The input:

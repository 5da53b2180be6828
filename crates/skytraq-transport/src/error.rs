/// Errors that can occur in transport operations.
#[derive(Debug, thiserror::Error)]
pub enum TransportError {
    /// Failed to open the named port.
    #[error("failed to open {port}: {source}")]
    Open {
        port: String,
        source: std::io::Error,
    },

    /// An I/O error occurred on the transport stream.
    #[error("transport I/O error: {0}")]
    Io(#[from] std::io::Error),

    /// The transport has already been closed.
    #[error("transport already closed")]
    Closed,
}

pub type Result<T> = std::result::Result<T, TransportError>;
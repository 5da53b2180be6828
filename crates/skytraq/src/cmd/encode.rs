use bytes::BytesMut;
use skytraq_frame::encode_frame;

use crate::cmd::send::build_frame_from;
use crate::cmd::EncodeArgs;
use crate::exit::{frame_error, CliResult, SUCCESS};
use crate::output::{print_wire, OutputFormat};

pub fn run(args: EncodeArgs, format: OutputFormat) -> CliResult<i32> {
    let frame = build_frame_from(&args.id, &args.data)?;

    let mut wire = BytesMut::with_capacity(frame.wire_size());
    encode_frame(frame.id, frame.payload.as_ref(), &mut wire)
        .map_err(|err| frame_error("encode failed", err))?;

    print_wire(&frame, &wire, format);
    Ok(SUCCESS)
}
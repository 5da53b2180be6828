use crate::message::MessageId;

/// Errors that can occur during frame encoding/decoding.
#[derive(Debug, thiserror::Error)]
pub enum FrameError {
    /// An I/O error occurred while reading or writing frames.
    #[error("frame I/O error: {0}")]
    Io(#[from] std::io::Error),

    /// The stream ended (a read returned zero bytes).
    #[error("connection closed (end of stream)")]
    ConnectionClosed,

    /// The transport accepted fewer bytes than were written.
    #[error("short write ({written} of {expected} bytes)")]
    ShortWrite { written: usize, expected: usize },

    /// The payload does not fit the 16-bit length field.
    #[error("payload too large ({size} bytes, max {max})")]
    PayloadTooLarge { size: usize, max: usize },

    /// The frame body did not end with `0x0D 0x0A`.
    #[error("could not find end of frame marker (found {found:02X?})")]
    MissingEndMarker { found: [u8; 2] },

    /// The checksum byte did not match the body.
    #[error("expected checksum {expected:#04x} but found {found:#04x} for message {id}")]
    ChecksumMismatch {
        id: MessageId,
        expected: u8,
        found: u8,
    },

    /// The length field was zero, so there is no message id.
    #[error("frame length field is zero")]
    EmptyFrame,
}

impl FrameError {
    /// True for noise or a single corrupted frame.
    ///
    /// The stream itself is still usable: reading again resynchronizes on the
    /// next preamble. I/O failures and end-of-stream are not framing errors.
    pub fn is_framing(&self) -> bool {
        matches!(
            self,
            FrameError::MissingEndMarker { .. }
                | FrameError::ChecksumMismatch { .. }
                | FrameError::EmptyFrame
        )
    }
}

pub type Result<T> = std::result::Result<T, FrameError>;
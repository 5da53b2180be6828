use bytes::{BufMut, Bytes, BytesMut};

use crate::error::{FrameError, Result};
use crate::message::MessageId;

/// Start-of-frame marker.
pub const PREAMBLE: [u8; 2] = [0xA0, 0xA1];

/// End-of-frame marker.
pub const END_MARKER: [u8; 2] = [0x0D, 0x0A];

/// Frame header: preamble (2) + body length (2) = 4 bytes.
pub const HEADER_SIZE: usize = 4;

/// Frame trailer: checksum (1) + end marker (2) = 3 bytes.
pub const TRAILER_SIZE: usize = 3;

/// Largest body (message id + payload) the 16-bit length field can describe.
pub const MAX_BODY_SIZE: usize = u16::MAX as usize;

/// Largest payload that still leaves room for the message id.
pub const MAX_PAYLOAD: usize = MAX_BODY_SIZE - 1;

/// A validated protocol message.
#[derive(Debug, Clone, PartialEq, Eq)]
pub struct Frame {
    /// The message identifier.
    pub id: MessageId,
    /// The message payload (everything after the id).
    pub payload: Bytes,
}

impl Frame {
    /// Create a new frame.
    pub fn new(id: impl Into<MessageId>, payload: impl Into<Bytes>) -> Self {
        Self {
            id: id.into(),
            payload: payload.into(),
        }
    }

    /// The total wire size of this frame (header + id + payload + trailer).
    pub fn wire_size(&self) -> usize {
        HEADER_SIZE + 1 + self.payload.len() + TRAILER_SIZE
    }

    /// The checksum this frame carries on the wire.
    pub fn checksum(&self) -> u8 {
        checksum(self.id, &self.payload)
    }

    /// The id an ACK or NACK refers to: the first payload byte.
    ///
    /// Returns `None` for an empty payload.
    pub fn ack_target(&self) -> Option<MessageId> {
        self.payload.first().copied().map(MessageId)
    }
}

/// XOR of the message id and every payload byte.
pub fn checksum(id: MessageId, payload: &[u8]) -> u8 {
    payload.iter().fold(id.0, |cs, b| cs ^ b)
}

/// Encode a frame into the wire format.
///
/// Wire format:
/// ```text
/// ┌───────────┬──────────┬──────┬─────────────┬──────────┬───────────┐
/// │ Preamble  │ Length   │ Id   │ Payload     │ Checksum │ End       │
/// │ 0xA0 0xA1 │ (2B BE)  │ (1B) │ (Length-1)  │ (1B XOR) │ 0x0D 0x0A │
/// └───────────┴──────────┴──────┴─────────────┴──────────┴───────────┘
/// ```
pub fn encode_frame(id: MessageId, payload: &[u8], dst: &mut BytesMut) -> Result<()> {
    if payload.len() > MAX_PAYLOAD {
        return Err(FrameError::PayloadTooLarge {
            size: payload.len(),
            max: MAX_PAYLOAD,
        });
    }
    dst.reserve(HEADER_SIZE + 1 + payload.len() + TRAILER_SIZE);
    dst.put_slice(&PREAMBLE);
    dst.put_u16((payload.len() + 1) as u16);
    dst.put_u8(id.0);
    dst.put_slice(payload);
    dst.put_u8(checksum(id, payload));
    dst.put_slice(&END_MARKER);
    Ok(())
}

/// Validate a frame body read from the wire.
///
/// `body` holds the id, payload, checksum and end marker: exactly the
/// `length + 3` bytes that follow the header.
pub(crate) fn parse_body(body: &[u8]) -> Result<Frame> {
    if body.len() <= TRAILER_SIZE {
        return Err(FrameError::EmptyFrame);
    }
    let size = body.len() - TRAILER_SIZE;

    let marker = [body[size + 1], body[size + 2]];
    if marker != END_MARKER {
        return Err(FrameError::MissingEndMarker { found: marker });
    }

    let id = MessageId(body[0]);
    let payload = &body[1..size];
    let expected = checksum(id, payload);
    let found = body[size];
    if expected != found {
        return Err(FrameError::ChecksumMismatch {
            id,
            expected,
            found,
        });
    }

    Ok(Frame {
        id,
        payload: Bytes::copy_from_slice(payload),
    })
}

#[cfg(test)]
mod tests {
    use super::*;

    fn body_of(wire: &[u8]) -> &[u8] {
        &wire[HEADER_SIZE..]
    }

    #[test]
    fn test_encode_layout() {
        let mut buf = BytesMut::new();
        encode_frame(MessageId::QUERY_SOFTWARE_VERSION, &[0x01], &mut buf).unwrap();

        assert_eq!(
            buf.as_ref(),
            &[0xA0, 0xA1, 0x00, 0x02, 0x02, 0x01, 0x03, 0x0D, 0x0A]
        );
    }

    #[test]
    fn test_encode_parse_roundtrip() {
        let mut buf = BytesMut::new();
        let payload = [0x00, 0x00, 0x01, 0x02, 0x03, 0x00, 0x04];
        encode_frame(MessageId::SOFTWARE_VERSION, &payload, &mut buf).unwrap();

        let frame = parse_body(body_of(&buf)).unwrap();
        assert_eq!(frame.id, MessageId::SOFTWARE_VERSION);
        assert_eq!(frame.payload.as_ref(), &payload);
        assert_eq!(frame.wire_size(), buf.len());
    }

    #[test]
    fn test_checksum_is_xor_of_body() {
        assert_eq!(checksum(MessageId(0x83), &[0x02]), 0x81);
        assert_eq!(checksum(MessageId(0x55), &[]), 0x55);
        assert_eq!(checksum(MessageId(0x01), &[0x01, 0xFF, 0x0F]), 0xF0);
    }

    #[test]
    fn test_every_checksum_bit_flip_rejected() {
        let mut buf = BytesMut::new();
        encode_frame(MessageId::NAV_DATA, b"telemetry", &mut buf).unwrap();
        let cs_index = buf.len() - TRAILER_SIZE;

        for bit in 0..8 {
            let mut corrupted = buf.to_vec();
            corrupted[cs_index] ^= 1 << bit;
            let err = parse_body(body_of(&corrupted)).unwrap_err();
            assert!(matches!(err, FrameError::ChecksumMismatch { .. }));
        }
    }

    #[test]
    fn test_parse_missing_end_marker() {
        let body = [0x83, 0x02, 0x81, 0x0D, 0x0B];
        let err = parse_body(&body).unwrap_err();
        assert!(matches!(
            err,
            FrameError::MissingEndMarker {
                found: [0x0D, 0x0B]
            }
        ));
    }

    #[test]
    fn test_parse_empty_body() {
        let err = parse_body(&[0x00, 0x0D, 0x0A]).unwrap_err();
        assert!(matches!(err, FrameError::EmptyFrame));
    }

    #[test]
    fn test_empty_payload() {
        let mut buf = BytesMut::new();
        encode_frame(MessageId::ACK, b"", &mut buf).unwrap();

        let frame = parse_body(body_of(&buf)).unwrap();
        assert_eq!(frame.id, MessageId::ACK);
        assert!(frame.payload.is_empty());
        assert_eq!(frame.ack_target(), None);
    }

    #[test]
    fn test_max_payload_fits_length_field() {
        let payload = vec![0x5A; MAX_PAYLOAD];
        let mut buf = BytesMut::new();
        encode_frame(MessageId(0x64), &payload, &mut buf).unwrap();
        assert_eq!(&buf[2..4], &[0xFF, 0xFF]);

        let frame = parse_body(body_of(&buf)).unwrap();
        assert_eq!(frame.payload.len(), MAX_PAYLOAD);
    }

    #[test]
    fn test_payload_too_large() {
        let payload = vec![0u8; MAX_PAYLOAD + 1];
        let mut buf = BytesMut::new();
        let err = encode_frame(MessageId(0x64), &payload, &mut buf).unwrap_err();
        match err {
            FrameError::PayloadTooLarge { size, max } => {
                assert_eq!(size, MAX_PAYLOAD + 1);
                assert_eq!(max, MAX_PAYLOAD);
            }
            other => panic!("unexpected error: {other}"),
        }
        assert!(buf.is_empty());
    }

    #[test]
    fn test_ack_target() {
        let frame = Frame::new(MessageId::ACK, vec![0x02]);
        assert_eq!(frame.ack_target(), Some(MessageId::QUERY_SOFTWARE_VERSION));
        assert_eq!(frame.checksum(), 0x81);
    }
}
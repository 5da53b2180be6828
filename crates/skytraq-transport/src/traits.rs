use std::io::{Read, Write};

use crate::error::Result;

/// An opened duplex byte stream to a receiver.
///
/// `Read` may return fewer bytes than requested; a zero-length read with no
/// error means the stream has ended. `Write::flush` pushes pending output to
/// the device. Callers serialize all reads and writes on one transport.
pub trait Transport: Read + Write + Send {
    /// Discard bytes buffered by the driver in both directions.
    ///
    /// Called once after opening so that stale telemetry is not mistaken for
    /// a reply. Transports without driver buffers keep the default no-op.
    fn clear_buffers(&mut self) -> Result<()> {
        Ok(())
    }

    /// Close the transport. Closing an already closed transport is an error.
    fn close(&mut self) -> Result<()>;

    /// Transport name for diagnostics.
    fn transport_name(&self) -> &'static str;
}

impl<T: Transport + ?Sized> Transport for Box<T> {
    fn clear_buffers(&mut self) -> Result<()> {
        (**self).clear_buffers()
    }

    fn close(&mut self) -> Result<()> {
        (**self).close()
    }

    fn transport_name(&self) -> &'static str {
        (**self).transport_name()
    }
}
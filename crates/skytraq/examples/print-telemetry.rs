//! Print software version and navigation fixes from a receiver.
//!
//! Usage: `cargo run --example print-telemetry -- /dev/ttyUSB0`

use std::sync::atomic::{AtomicUsize, Ordering};

use skytraq::link::{connect_serial, CancelToken, Handlers, LinkConfig};
use skytraq::transport::SerialConfig;

const MAX_FIXES: usize = 10;

fn main() -> Result<(), Box<dyn std::error::Error>> {
    let port = std::env::args()
        .nth(1)
        .unwrap_or_else(|| "/dev/ttyUSB0".to_string());

    let mut link = connect_serial(&SerialConfig::new(port), LinkConfig::default())?;
    let cancel = CancelToken::new();
    let fixes = AtomicUsize::new(0);

    let mut handlers = Handlers::new()
        .on_software_version(|version| println!("{version}"))
        .on_navigation(|nav| {
            println!(
                "fix={} satellites={} lat={} lon={} alt={}",
                nav.fix, nav.satellite_count, nav.latitude, nav.longitude, nav.altitude
            );
            if fixes.fetch_add(1, Ordering::Relaxed) + 1 >= MAX_FIXES {
                cancel.cancel();
            }
        });

    link.run(&mut handlers, &cancel)?;
    drop(handlers);
    link.close()?;
    Ok(())
}
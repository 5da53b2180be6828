//! Typed views of response payloads.
//!
//! Each structure is a projection of fixed byte offsets. Values are copied
//! out, so they can outlive the frame they came from.

use std::fmt;

use serde::Serialize;
use skytraq_frame::Frame;
use tracing::error;

use crate::error::ConversionError;

/// A `major.minor.patch` triplet.
#[derive(Debug, Clone, Copy, PartialEq, Eq, Serialize)]
pub struct Version {
    pub major: u16,
    pub minor: u16,
    pub patch: u16,
}

impl Version {
    pub fn new(major: u16, minor: u16, patch: u16) -> Self {
        Self {
            major,
            minor,
            patch,
        }
    }
}

impl fmt::Display for Version {
    fn fmt(&self, f: &mut fmt::Formatter<'_>) -> fmt::Result {
        write!(f, "{}.{}.{}", self.major, self.minor, self.patch)
    }
}

/// Payload of a [`skytraq_frame::MessageId::SOFTWARE_VERSION`] response.
#[derive(Debug, Clone, Copy, PartialEq, Eq, Serialize)]
pub struct SoftwareVersion {
    pub kernel: Version,
    pub odm: Version,
    /// Revision date as year.month.day.
    pub revision: Version,
}

impl SoftwareVersion {
    pub const PAYLOAD_LEN: usize = 13;

    /// Project a 13-byte payload.
    ///
    /// Bytes 2..=4 hold the kernel version, 6..=8 the ODM version and
    /// 10..=12 the revision date with the year stored as an offset from 2000.
    pub fn from_payload(payload: &[u8]) -> Result<Self, ConversionError> {
        expect_len("SoftwareVersion", payload, Self::PAYLOAD_LEN)?;
        let triplet = |at: usize| {
            Version::new(
                u16::from(payload[at]),
                u16::from(payload[at + 1]),
                u16::from(payload[at + 2]),
            )
        };
        let mut revision = triplet(10);
        revision.major += 2000;

        Ok(Self {
            kernel: triplet(2),
            odm: triplet(6),
            revision,
        })
    }
}

impl TryFrom<&Frame> for SoftwareVersion {
    type Error = ConversionError;

    fn try_from(frame: &Frame) -> Result<Self, Self::Error> {
        Self::from_payload(&frame.payload)
    }
}

impl fmt::Display for SoftwareVersion {
    fn fmt(&self, f: &mut fmt::Formatter<'_>) -> fmt::Result {
        write!(
            f,
            "GPS kernel version: {} - ODM version: {} - Revision: {}",
            self.kernel, self.odm, self.revision
        )
    }
}

/// Quality of the position fix.
#[derive(Debug, Clone, Copy, PartialEq, Eq, Serialize)]
#[serde(rename_all = "snake_case")]
pub enum FixMode {
    None,
    TwoD,
    ThreeD,
    ThreeDDgnss,
    /// A mode byte this crate does not know.
    Unknown(u8),
}

impl From<u8> for FixMode {
    fn from(mode: u8) -> Self {
        match mode {
            0 => FixMode::None,
            1 => FixMode::TwoD,
            2 => FixMode::ThreeD,
            3 => FixMode::ThreeDDgnss,
            other => FixMode::Unknown(other),
        }
    }
}

impl fmt::Display for FixMode {
    fn fmt(&self, f: &mut fmt::Formatter<'_>) -> fmt::Result {
        match self {
            FixMode::None => f.write_str("none"),
            FixMode::TwoD => f.write_str("2D"),
            FixMode::ThreeD => f.write_str("3D"),
            FixMode::ThreeDDgnss => f.write_str("3D+DGNSS"),
            FixMode::Unknown(mode) => write!(f, "unknown({mode})"),
        }
    }
}

/// Payload of a [`skytraq_frame::MessageId::NAV_DATA`] message.
///
/// Raw device units; no scaling is applied.
#[derive(Debug, Clone, Copy, PartialEq, Eq, Serialize)]
pub struct NavigationSolution {
    pub fix: FixMode,
    pub satellite_count: u8,
    pub latitude: i32,
    pub longitude: i32,
    pub altitude: i32,
    pub hdop: u16,
    pub vx: i32,
    pub vy: i32,
    pub vz: i32,
}

impl NavigationSolution {
    pub const PAYLOAD_LEN: usize = 58;

    /// Project a 58-byte payload.
    pub fn from_payload(payload: &[u8]) -> Result<Self, ConversionError> {
        expect_len("NavigationSolution", payload, Self::PAYLOAD_LEN)?;
        Ok(Self {
            fix: FixMode::from(payload[0]),
            satellite_count: payload[2],
            latitude: be_i32(payload, 8),
            longitude: be_i32(payload, 12),
            altitude: be_i32(payload, 20),
            hdop: u16::from_be_bytes([payload[28], payload[29]]),
            vx: be_i32(payload, 46),
            vy: be_i32(payload, 50),
            vz: be_i32(payload, 54),
        })
    }
}

impl TryFrom<&Frame> for NavigationSolution {
    type Error = ConversionError;

    fn try_from(frame: &Frame) -> Result<Self, Self::Error> {
        Self::from_payload(&frame.payload)
    }
}

fn expect_len(
    structure: &'static str,
    payload: &[u8],
    expected: usize,
) -> Result<(), ConversionError> {
    if payload.len() != expected {
        error!(
            structure,
            length = payload.len(),
            expected_len = expected,
            "unexpected payload length"
        );
        return Err(ConversionError::LengthMismatch {
            structure,
            expected,
            actual: payload.len(),
        });
    }
    Ok(())
}

fn be_i32(payload: &[u8], at: usize) -> i32 {
    let mut bytes = [0u8; 4];
    bytes.copy_from_slice(&payload[at..at + 4]);
    i32::from_be_bytes(bytes)
}

#[cfg(test)]
pub(crate) mod fixtures {
    pub const VERSION_DATA: [u8; 13] = [0, 0, 1, 2, 3, 0, 4, 5, 6, 0, 7, 8, 9];

    /// 3D fix, 3 satellites, lat 1, lon 2, alt 3, HDOP 4, velocity (5, 6, 7).
    pub fn nav_data() -> Vec<u8> {
        let mut buf = vec![2, 0, 3, 0, 0, 0, 0, 0];
        for v in [1u32, 2, 0, 3, 0] {
            buf.extend_from_slice(&v.to_be_bytes());
        }
        buf.extend_from_slice(&4u16.to_be_bytes());
        for v in [0u32, 0, 0, 0, 5, 6, 7] {
            buf.extend_from_slice(&v.to_be_bytes());
        }
        buf
    }
}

Task objective: Out of the records above, pick each line that contains the string "triplet".

Result of this task:
/// A `major.minor.patch` triplet.
        let triplet = |at: usize| {
        let mut revision = triplet(10);
            kernel: triplet(2),
            odm: triplet(6),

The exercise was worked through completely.